Peaceful village ‘desolate’
The development, seven miles west of Limerick city on the N69 to Foynes, also proposed exclusive detached homes, semi detached houses, a hotel, supermarket and health centre.
Euro lottery winner Dolores McNamara spent €500,000 to buy a house for one of her daughters. To date, about 60 houses have been bought.
But the scheme has just about lived up to one claim in that big roadside sign. It is peaceful, but very desolate.
The retirement village consists of eight terraced houses – five occupied – looking onto a high bleak hoarding which screens it off from a tumbledown site. Protruding concrete pillars form the only aspect of the proposed hotel.
Parts of the estate have no street lighting. The proposed supermarket lies vacant with an “open soon” sign.
The roundabout planked on the middle of the N69 as the main access is now a traffic hazard leading to nowhere.
No lighting was erected at the roundabout, through which 25,000 vehicles pass each day. After a number of nighttime accidents, the NRA placed a huge flashing sign warning of the obstruction.
Clarina had welcomed the development with open arms. But now it is an unsightly blight on a rural community.
Willie O’Gorman, chairman of the community council, said: “Its state of incompleteness means it is a degenerating eyesore. We have the skeletal frame of the hotel which came to abrupt halt. The site deforms the whole place.”
He said it is hard to find out who is responsible for what, as parts of the property had been sold on to various developers. As no management company was formed, nobody wants to take a handle on the state of the property.
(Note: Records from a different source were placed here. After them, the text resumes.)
use std::collections::{BTreeSet, HashMap, HashSet};

use crate::graph::{Graph, NodeId};

#[derive(Debug, thiserror::Error)]
pub enum LinkageError {
    #[error("This appears to be an invalid model with missing inputs of {0}")]
    MissingInputs(String),
}

/// Where a value name is declared within one scope.
#[derive(Clone, Copy, Debug, PartialEq, Eq)]
enum Origin {
    Node(NodeId),
    GraphInput,
    Initializer,
}

/// Producer/consumer adjacency between the nodes of a graph and all of its subgraphs.
#[derive(Clone, Debug, Default)]
pub struct NodeLinkage {
    pub producers: HashMap<NodeId, HashSet<NodeId>>,
    pub consumers: HashMap<NodeId, HashSet<NodeId>>,
    /// Input names that no enclosing scope declares.
    pub unresolved_inputs: BTreeSet<String>,
}

impl NodeLinkage {
    pub fn producers_of(&self, node: NodeId) -> Option<&HashSet<NodeId>> {
        self.producers.get(&node)
    }

    pub fn consumers_of(&self, node: NodeId) -> Option<&HashSet<NodeId>> {
        self.consumers.get(&node)
    }

    /// True if `producer` feeds `consumer`. Both maps are kept in sync, so checking one
    /// direction is enough.
    pub fn is_linked(&self, producer: NodeId, consumer: NodeId) -> bool {
        self.producers
            .get(&consumer)
            .is_some_and(|x| x.contains(&producer))
    }

    pub fn num_links(&self) -> usize {
        self.producers.values().map(|x| x.len()).sum()
    }

    /// Fails if any consumed value was declared nowhere, which only happens for a
    /// malformed model.
    pub fn check_complete(&self) -> Result<(), LinkageError> {
        if self.unresolved_inputs.is_empty() {
            Ok(())
        } else {
            Err(LinkageError::MissingInputs(
                self.unresolved_inputs
                    .iter()
                    .cloned()
                    .collect::<Vec<_>>()
                    .join(","),
            ))
        }
    }

    fn add_link(&mut self, producer: NodeId, consumer: NodeId) {
        self.producers.entry(consumer).or_default().insert(producer);
        self.consumers.entry(producer).or_default().insert(consumer);
    }
}

/// Builds the producer and consumer maps for every node of `graph` and its nested
/// subgraphs.
///
/// Value names are resolved lexically: the consuming node's own graph first, then each
/// enclosing graph outwards, so a name redeclared in a subgraph hides the outer one.
/// Values that resolve to a graph input or initializer have no producer node and yield
/// no link. When a subgraph consumes a value produced by a node in an enclosing graph,
/// the control-flow node owning that subgraph (and any control-flow node in between)
/// is also recorded as a consumer of that producer.
pub fn compute_linkage(graph: &Graph) -> NodeLinkage {
    let mut linker = Linker {
        scopes: vec![],
        owners: vec![],
        linkage: NodeLinkage::default(),
    };
    linker.link_graph(graph);
    log::debug!(
        "Linked {} nodes with {} producer/consumer pairs",
        graph.node_count_recursive(),
        linker.linkage.num_links()
    );
    linker.linkage
}

struct Linker<'a> {
    /// One map per graph on the path from the main graph to the graph being linked.
    scopes: Vec<HashMap<&'a str, Origin>>,
    /// `owners[i]` is the node in `scopes[i]` whose attribute holds `scopes[i + 1]`.
    owners: Vec<NodeId>,
    linkage: NodeLinkage,
}

impl<'a> Linker<'a> {
    fn link_graph(&mut self, graph: &'a Graph) {
        let depth = self.scopes.len();
        self.scopes.push(local_scope(graph));

        for node in &graph.nodes {
            for input in &node.inputs {
                // Empty names are omitted optional inputs.
                if !input.is_empty() {
                    self.link_input(input, node.id, depth);
                }
            }
            self.owners.push(node.id);
            for subgraph in node.subgraphs() {
                self.link_graph(subgraph);
            }
            self.owners.pop();
        }

        self.scopes.pop();
    }

    fn link_input(&mut self, name: &str, consumer: NodeId, depth: usize) {
        match self.resolve(name) {
            Some((found_depth, Origin::Node(producer))) => {
                self.linkage.add_link(producer, consumer);
                for owner in &self.owners[found_depth..depth] {
                    self.linkage.add_link(producer, *owner);
                }
            }
            Some((_, Origin::GraphInput | Origin::Initializer)) => {}
            None => {
                log::warn!("Value \"{name}\" consumed by node {consumer} is not declared");
                self.linkage.unresolved_inputs.insert(name.to_string());
            }
        }
    }

    fn resolve(&self, name: &str) -> Option<(usize, Origin)> {
        self.scopes
            .iter()
            .enumerate()
            .rev()
            .find_map(|(depth, scope)| scope.get(name).map(|origin| (depth, *origin)))
    }
}

fn local_scope(graph: &Graph) -> HashMap<&str, Origin> {
    let mut scope = HashMap::new();
    for input in &graph.inputs {
        scope.insert(input.name.as_str(), Origin::GraphInput);
    }
    for name in graph.initializer_names() {
        scope.insert(name, Origin::Initializer);
    }
    for node in &graph.nodes {
        for output in &node.outputs {
            if !output.is_empty() {
                scope.insert(output.as_str(), Origin::Node(node.id));
            }
        }
    }
    scope
}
A water pumping station was not completed to the required specifications, and Limerick County Council could not move in due to legal implications.
Local businessman, Mike McElligott, 49, bought a detached house for €245,000 five years ago.
Now chairman of the residents group, he finds himself helpless in trying to tackle ongoing problems.
“When a street light does out, the ESB refer you back to the developer who is uncontactable. Even the shrubs which had been planted in one of the courtyards were removed by the landscape company because they hadn’t been paid. There is no shop and the people who bought houses in the retirement village are left without any medical centre and have to travel into the city if they want medical care. There are only five houses occupied there and they care and help each other and they are depending on their neighbours.”
Local TD, Niall Collins, has been in ongoing contact with the beleaguered residents.
“The proposed development was to quadruple the size of Clarina village, but the locals are against that; they have now been left with an ugly, large incomplete building site.”